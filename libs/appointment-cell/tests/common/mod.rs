// libs/appointment-cell/tests/common/mod.rs
#![allow(dead_code)]

use std::sync::Arc;

use chrono::{Duration, NaiveDate};
use uuid::Uuid;

use appointment_cell::{
    AppointmentLifecycleService, AvailabilityResolver, BookAppointmentRequest, BookingCoordinator,
    CancelAppointmentRequest,
};
use shared_config::SchedulingConfig;
use shared_database::InMemoryStore;
use shared_models::{CancelledBy, DayOfWeek, DoctorProfile, PaymentMethod, Schedule, TimeSlot};
use shared_utils::test_utils::{next_weekday, seed_schedule, utc, ScheduleBuilder, TestDoctor};
use shared_utils::{Clock, FixedClock};

pub const CONSULTATION_FEE: i64 = 150_000;

/// A seeded store with one active doctor and one four-week schedule:
/// MONDAY 08:00-11:30, MONDAY 13:00-16:00 and WEDNESDAY 13:00-16:00.
pub struct BookingFixture {
    pub store: Arc<InMemoryStore>,
    pub clock: FixedClock,
    pub config: SchedulingConfig,
    pub doctor: DoctorProfile,
    pub schedule: Schedule,
    pub coordinator: Arc<BookingCoordinator<InMemoryStore>>,
    pub lifecycle: AppointmentLifecycleService<InMemoryStore>,
    pub availability: AvailabilityResolver<InMemoryStore>,
}

impl BookingFixture {
    pub async fn new() -> Self {
        Self::with_capacity(15).await
    }

    pub async fn with_capacity(max_patients: u32) -> Self {
        // Monday 2024-12-16, 09:00 UTC
        let clock = FixedClock::new(utc(2024, 12, 16, 9, 0));
        let config = SchedulingConfig::default();
        let store = Arc::new(InMemoryStore::new());

        let doctor = TestDoctor::active(CONSULTATION_FEE);
        store.upsert_doctor(doctor.clone()).unwrap();

        let today = clock.today();
        let schedule = ScheduleBuilder::new(doctor.id, today, today + Duration::days(27))
            .slot(DayOfWeek::Monday, "08:00", "11:30", max_patients)
            .slot(DayOfWeek::Monday, "13:00", "16:00", 10)
            .slot(DayOfWeek::Wednesday, "13:00", "16:00", 10)
            .build();
        seed_schedule(&store, &schedule).await.unwrap();

        let shared_clock: Arc<dyn Clock> = Arc::new(clock.clone());
        let coordinator = Arc::new(BookingCoordinator::new(
            Arc::clone(&store),
            store.clone(),
            Arc::clone(&shared_clock),
            &config,
        ));
        let lifecycle = AppointmentLifecycleService::new(Arc::clone(&store), Arc::clone(&shared_clock), &config);
        let availability = AvailabilityResolver::new(Arc::clone(&store), &config);

        Self { store, clock, config, doctor, schedule, coordinator, lifecycle, availability }
    }

    pub fn monday_slot(&self) -> &TimeSlot {
        slot_at(&self.schedule, DayOfWeek::Monday, "08:00")
    }

    pub fn monday_afternoon_slot(&self) -> &TimeSlot {
        slot_at(&self.schedule, DayOfWeek::Monday, "13:00")
    }

    pub fn wednesday_slot(&self) -> &TimeSlot {
        slot_at(&self.schedule, DayOfWeek::Wednesday, "13:00")
    }

    pub fn next(&self, day: DayOfWeek) -> NaiveDate {
        next_weekday(self.clock.today(), day)
    }

    pub fn request(&self, patient_id: Uuid, slot: &TimeSlot, date: NaiveDate) -> BookAppointmentRequest {
        BookAppointmentRequest {
            patient_id,
            doctor_id: self.doctor.id,
            time_slot_id: slot.id,
            appointment_date: date,
            examination_type: None,
            symptoms: Some("persistent cough".to_string()),
            payment_method: PaymentMethod::BankTransfer,
        }
    }
}

pub fn slot_at<'a>(schedule: &'a Schedule, day: DayOfWeek, start: &str) -> &'a TimeSlot {
    schedule
        .time_slots
        .iter()
        .find(|slot| slot.day_of_week == day && slot.start_time.to_string() == start)
        .unwrap_or_else(|| panic!("fixture schedule has no {} slot at {}", day, start))
}

pub fn patient_cancellation(reason: &str) -> CancelAppointmentRequest {
    CancelAppointmentRequest {
        cancelled_by: CancelledBy::Patient,
        cancelled_by_id: None,
        reason: reason.to_string(),
    }
}
// libs/appointment-cell/src/services/availability.rs
use std::sync::Arc;
use std::time::Duration;

use chrono::{Duration as ChronoDuration, NaiveDate};
use tracing::{debug, info};
use uuid::Uuid;

use shared_config::SchedulingConfig;
use shared_database::{AppointmentRepository, IsolationLevel, ScheduleStore};
use shared_models::{AppError, DayOfWeek};

use crate::models::{AvailableSlot, MAX_AVAILABILITY_RANGE_DAYS};

/// Projects weekly time slots onto calendar dates with their remaining capacity.
///
/// Read-only. Runs at read-committed isolation; the numbers it returns are
/// advisory and the booking transaction re-counts before committing.
pub struct AvailabilityResolver<S>
where
    S: ScheduleStore + AppointmentRepository,
{
    store: Arc<S>,
    tx_timeout: Duration,
}

impl<S> AvailabilityResolver<S>
where
    S: ScheduleStore + AppointmentRepository,
{
    pub fn new(store: Arc<S>, config: &SchedulingConfig) -> Self {
        Self {
            store,
            tx_timeout: config.transaction_timeout(),
        }
    }

    pub async fn get_available_slots(&self, doctor_id: Uuid, date: NaiveDate) -> Result<Vec<AvailableSlot>, AppError> {
        self.get_available_slots_in_range(doctor_id, date, date).await
    }

    /// Open slots for every date in `[start_date, end_date]`, ordered by date then start time.
    pub async fn get_available_slots_in_range(
        &self,
        doctor_id: Uuid,
        start_date: NaiveDate,
        end_date: NaiveDate,
    ) -> Result<Vec<AvailableSlot>, AppError> {
        if start_date > end_date {
            return Err(AppError::ValidationError(format!(
                "start date {} is after end date {}",
                start_date, end_date
            )));
        }
        let days = (end_date - start_date).num_days() + 1;
        if days > MAX_AVAILABILITY_RANGE_DAYS {
            return Err(AppError::ValidationError(format!(
                "availability range covers {} days, at most {} allowed",
                days, MAX_AVAILABILITY_RANGE_DAYS
            )));
        }

        debug!("Resolving availability for doctor {} from {} to {}", doctor_id, start_date, end_date);

        let mut tx = self.store.begin(IsolationLevel::ReadCommitted, self.tx_timeout).await?;
        let mut open = Vec::new();
        for offset in 0..days {
            let date = start_date + ChronoDuration::days(offset);
            match self.resolve_date(&mut tx, doctor_id, date).await {
                Ok(mut slots) => open.append(&mut slots),
                Err(e) => {
                    self.store.rollback(tx).await;
                    return Err(e);
                }
            }
        }
        self.store.rollback(tx).await;

        info!("Found {} open slots for doctor {} between {} and {}", open.len(), doctor_id, start_date, end_date);
        Ok(open)
    }

    async fn resolve_date(
        &self,
        tx: &mut S::Tx,
        doctor_id: Uuid,
        date: NaiveDate,
    ) -> Result<Vec<AvailableSlot>, AppError> {
        let weekday = DayOfWeek::from_date(date);
        let schedules = self
            .store
            .find_active_by_doctor_covering_date(tx, doctor_id, date)
            .await?;

        let mut open = Vec::new();
        for schedule in &schedules {
            for slot in schedule.time_slots.iter().filter(|slot| slot.day_of_week == weekday) {
                let taken = self.store.count_non_terminal(tx, slot.id, date).await?;
                let remaining = slot.max_patients.saturating_sub(taken);
                if remaining == 0 {
                    continue;
                }

                open.push(AvailableSlot {
                    slot_id: slot.id,
                    schedule_id: schedule.id,
                    date,
                    day_of_week: weekday,
                    start_time: slot.start_time,
                    end_time: slot.end_time,
                    examination_type: slot.examination_type.clone(),
                    max_patients: slot.max_patients,
                    remaining,
                });
            }
        }

        open.sort_by_key(|slot| (slot.start_time, slot.end_time));
        Ok(open)
    }
}
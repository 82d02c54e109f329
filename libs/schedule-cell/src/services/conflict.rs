// libs/schedule-cell/src/services/conflict.rs
use std::collections::BTreeSet;
use std::sync::Arc;

use chrono::NaiveDate;
use tracing::{debug, warn};
use uuid::Uuid;

use shared_database::ScheduleStore;
use shared_models::{AppError, ConflictKind, DayOfWeek};

/// Rejects a schedule that would double-book a doctor's weekdays across overlapping
/// date ranges of two active schedules.
pub struct ScheduleConflictChecker<S: ScheduleStore> {
    store: Arc<S>,
}

impl<S: ScheduleStore> ScheduleConflictChecker<S> {
    pub fn new(store: Arc<S>) -> Self {
        Self { store }
    }

    /// Runs inside the caller's unit of work so the check and the write see the same state.
    pub async fn check(
        &self,
        tx: &mut S::Tx,
        doctor_id: Uuid,
        start_date: NaiveDate,
        end_date: NaiveDate,
        weekdays: &BTreeSet<DayOfWeek>,
        exclude_schedule_id: Option<Uuid>,
    ) -> Result<(), AppError> {
        debug!(
            "Checking schedule conflicts for doctor {} from {} to {} on {} weekdays",
            doctor_id, start_date, end_date, weekdays.len()
        );

        let existing = self
            .store
            .find_active_overlapping(tx, doctor_id, start_date, end_date)
            .await?;

        for schedule in existing {
            if Some(schedule.id) == exclude_schedule_id {
                continue;
            }

            let colliding: Vec<String> = schedule
                .weekdays()
                .intersection(weekdays)
                .map(|day| day.to_string())
                .collect();

            if !colliding.is_empty() {
                warn!(
                    "Schedule conflict for doctor {} with schedule {} on {}",
                    doctor_id, schedule.id, colliding.join(", ")
                );
                return Err(AppError::conflict(
                    ConflictKind::ScheduleOverlap,
                    format!(
                        "overlaps active schedule {} ({} to {}) on {}",
                        schedule.id,
                        schedule.start_date,
                        schedule.end_date,
                        colliding.join(", ")
                    ),
                ));
            }
        }

        Ok(())
    }
}
// libs/shared/models/src/scheduling.rs
use std::collections::BTreeSet;
use std::fmt;
use std::str::FromStr;

use chrono::{DateTime, Datelike, Duration, NaiveDate, NaiveTime, Utc, Weekday};
use serde::{Deserialize, Serialize};
use uuid::Uuid;

use crate::error::AppError;

// ==============================================================================
// WEEKDAYS AND WALL-CLOCK TIMES
// ==============================================================================

#[derive(Debug, Clone, Copy, PartialEq, Eq, Hash, PartialOrd, Ord, Serialize, Deserialize)]
#[serde(rename_all = "SCREAMING_SNAKE_CASE")]
pub enum DayOfWeek {
    Monday,
    Tuesday,
    Wednesday,
    Thursday,
    Friday,
    Saturday,
    Sunday,
}

impl DayOfWeek {
    pub const ALL: [DayOfWeek; 7] = [
        DayOfWeek::Monday,
        DayOfWeek::Tuesday,
        DayOfWeek::Wednesday,
        DayOfWeek::Thursday,
        DayOfWeek::Friday,
        DayOfWeek::Saturday,
        DayOfWeek::Sunday,
    ];

    pub fn from_date(date: NaiveDate) -> Self {
        date.weekday().into()
    }

    pub fn to_weekday(self) -> Weekday {
        match self {
            DayOfWeek::Monday => Weekday::Mon,
            DayOfWeek::Tuesday => Weekday::Tue,
            DayOfWeek::Wednesday => Weekday::Wed,
            DayOfWeek::Thursday => Weekday::Thu,
            DayOfWeek::Friday => Weekday::Fri,
            DayOfWeek::Saturday => Weekday::Sat,
            DayOfWeek::Sunday => Weekday::Sun,
        }
    }
}

impl From<Weekday> for DayOfWeek {
    fn from(weekday: Weekday) -> Self {
        match weekday {
            Weekday::Mon => DayOfWeek::Monday,
            Weekday::Tue => DayOfWeek::Tuesday,
            Weekday::Wed => DayOfWeek::Wednesday,
            Weekday::Thu => DayOfWeek::Thursday,
            Weekday::Fri => DayOfWeek::Friday,
            Weekday::Sat => DayOfWeek::Saturday,
            Weekday::Sun => DayOfWeek::Sunday,
        }
    }
}

impl fmt::Display for DayOfWeek {
    fn fmt(&self, f: &mut fmt::Formatter<'_>) -> fmt::Result {
        let name = match self {
            DayOfWeek::Monday => "MONDAY",
            DayOfWeek::Tuesday => "TUESDAY",
            DayOfWeek::Wednesday => "WEDNESDAY",
            DayOfWeek::Thursday => "THURSDAY",
            DayOfWeek::Friday => "FRIDAY",
            DayOfWeek::Saturday => "SATURDAY",
            DayOfWeek::Sunday => "SUNDAY",
        };
        write!(f, "{}", name)
    }
}

impl FromStr for DayOfWeek {
    type Err = AppError;

    fn from_str(s: &str) -> Result<Self, Self::Err> {
        DayOfWeek::ALL
            .into_iter()
            .find(|day| day.to_string().eq_ignore_ascii_case(s.trim()))
            .ok_or_else(|| AppError::ValidationError(format!("Unknown day of week '{}'", s)))
    }
}

/// Every weekday that occurs at least once in `[start, end]`.
pub fn weekdays_in_range(start: NaiveDate, end: NaiveDate) -> BTreeSet<DayOfWeek> {
    if end < start {
        return BTreeSet::new();
    }
    if (end - start).num_days() >= 6 {
        return DayOfWeek::ALL.into_iter().collect();
    }

    let mut days = BTreeSet::new();
    let mut cursor = start;
    while cursor <= end {
        days.insert(DayOfWeek::from_date(cursor));
        cursor += Duration::days(1);
    }
    days
}

/// Wall-clock time of day in `HH:mm`, ordered the same way its string form sorts.
#[derive(Debug, Clone, Copy, PartialEq, Eq, Hash, PartialOrd, Ord, Serialize, Deserialize)]
#[serde(try_from = "String", into = "String")]
pub struct SlotTime(NaiveTime);

impl SlotTime {
    pub fn new(hour: u32, minute: u32) -> Option<Self> {
        NaiveTime::from_hms_opt(hour, minute, 0).map(SlotTime)
    }

    pub fn as_naive(&self) -> NaiveTime {
        self.0
    }
}

impl FromStr for SlotTime {
    type Err = AppError;

    fn from_str(s: &str) -> Result<Self, Self::Err> {
        let trimmed = s.trim();
        // %H:%M alone would also accept "8:00"; the stored form must stay fixed-width.
        if trimmed.len() != 5 {
            return Err(AppError::ValidationError(format!("Time '{}' must be in HH:mm format", s)));
        }
        NaiveTime::parse_from_str(trimmed, "%H:%M")
            .map(SlotTime)
            .map_err(|_| AppError::ValidationError(format!("Time '{}' must be in HH:mm format", s)))
    }
}

impl TryFrom<String> for SlotTime {
    type Error = AppError;

    fn try_from(value: String) -> Result<Self, Self::Error> {
        value.parse()
    }
}

impl From<SlotTime> for String {
    fn from(value: SlotTime) -> Self {
        value.to_string()
    }
}

impl fmt::Display for SlotTime {
    fn fmt(&self, f: &mut fmt::Formatter<'_>) -> fmt::Result {
        write!(f, "{}", self.0.format("%H:%M"))
    }
}

// ==============================================================================
// SCHEDULE AGGREGATE
// ==============================================================================

#[derive(Debug, Clone, Serialize, Deserialize, PartialEq)]
pub struct TimeSlot {
    pub id: Uuid,
    pub schedule_id: Uuid,
    pub day_of_week: DayOfWeek,
    pub start_time: SlotTime,
    pub end_time: SlotTime,
    pub examination_type: String,
    pub max_patients: u32,
}

#[derive(Debug, Clone, Serialize, Deserialize, PartialEq)]
pub struct Schedule {
    pub id: Uuid,
    pub doctor_id: Uuid,
    pub start_date: NaiveDate,
    pub end_date: NaiveDate,
    /// `UTC`, a `+HH:MM` offset or an IANA `Area/Location` name. Stored for the
    /// authoring side only; booking windows and weekday matching run in UTC.
    pub timezone: String,
    pub is_active: bool,
    pub time_slots: Vec<TimeSlot>,
    pub created_at: DateTime<Utc>,
    pub updated_at: DateTime<Utc>,
    pub deleted_at: Option<DateTime<Utc>>,
}

impl Schedule {
    pub fn covers(&self, date: NaiveDate) -> bool {
        self.start_date <= date && date <= self.end_date
    }

    pub fn overlaps_range(&self, start: NaiveDate, end: NaiveDate) -> bool {
        self.start_date <= end && self.end_date >= start
    }

    pub fn weekdays(&self) -> BTreeSet<DayOfWeek> {
        self.time_slots.iter().map(|slot| slot.day_of_week).collect()
    }

    pub fn slot(&self, time_slot_id: Uuid) -> Option<&TimeSlot> {
        self.time_slots.iter().find(|slot| slot.id == time_slot_id)
    }

    pub fn is_deleted(&self) -> bool {
        self.deleted_at.is_some()
    }
}

#[cfg(test)]
mod tests {
    use super::*;

    fn date(s: &str) -> NaiveDate {
        NaiveDate::parse_from_str(s, "%Y-%m-%d").unwrap()
    }

    #[test]
    fn slot_time_parses_and_orders_like_its_string() {
        let early: SlotTime = "08:00".parse().unwrap();
        let late: SlotTime = "11:30".parse().unwrap();
        assert!(early < late);
        assert_eq!(late.to_string(), "11:30");
        assert!("8:00".parse::<SlotTime>().is_err());
        assert!("24:00".parse::<SlotTime>().is_err());
        assert!("ab:cd".parse::<SlotTime>().is_err());
    }

    #[test]
    fn slot_time_round_trips_through_json_as_string() {
        let time: SlotTime = serde_json::from_str("\"09:15\"").unwrap();
        assert_eq!(serde_json::to_string(&time).unwrap(), "\"09:15\"");
        assert!(serde_json::from_str::<SlotTime>("\"9:15\"").is_err());
    }

    #[test]
    fn weekday_of_a_known_date() {
        // 2024-12-16 was a Monday
        assert_eq!(DayOfWeek::from_date(date("2024-12-16")), DayOfWeek::Monday);
        assert_eq!(DayOfWeek::from_date(date("2024-12-22")), DayOfWeek::Sunday);
        assert_eq!("wednesday".parse::<DayOfWeek>().unwrap(), DayOfWeek::Wednesday);
    }

    #[test]
    fn weekdays_in_short_and_long_ranges() {
        let short = weekdays_in_range(date("2024-12-16"), date("2024-12-18"));
        assert_eq!(
            short.into_iter().collect::<Vec<_>>(),
            vec![DayOfWeek::Monday, DayOfWeek::Tuesday, DayOfWeek::Wednesday]
        );
        assert_eq!(weekdays_in_range(date("2024-12-16"), date("2024-12-22")).len(), 7);
        assert!(weekdays_in_range(date("2024-12-18"), date("2024-12-16")).is_empty());
    }
}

-.-.-

● Task brief
The lines above that hold the word "Runs" are the ones to copy.

● Exercise response
/// Read-only. Runs at read-committed isolation; the numbers it returns are
    /// Runs inside the caller's unit of work so the check and the write see the same state.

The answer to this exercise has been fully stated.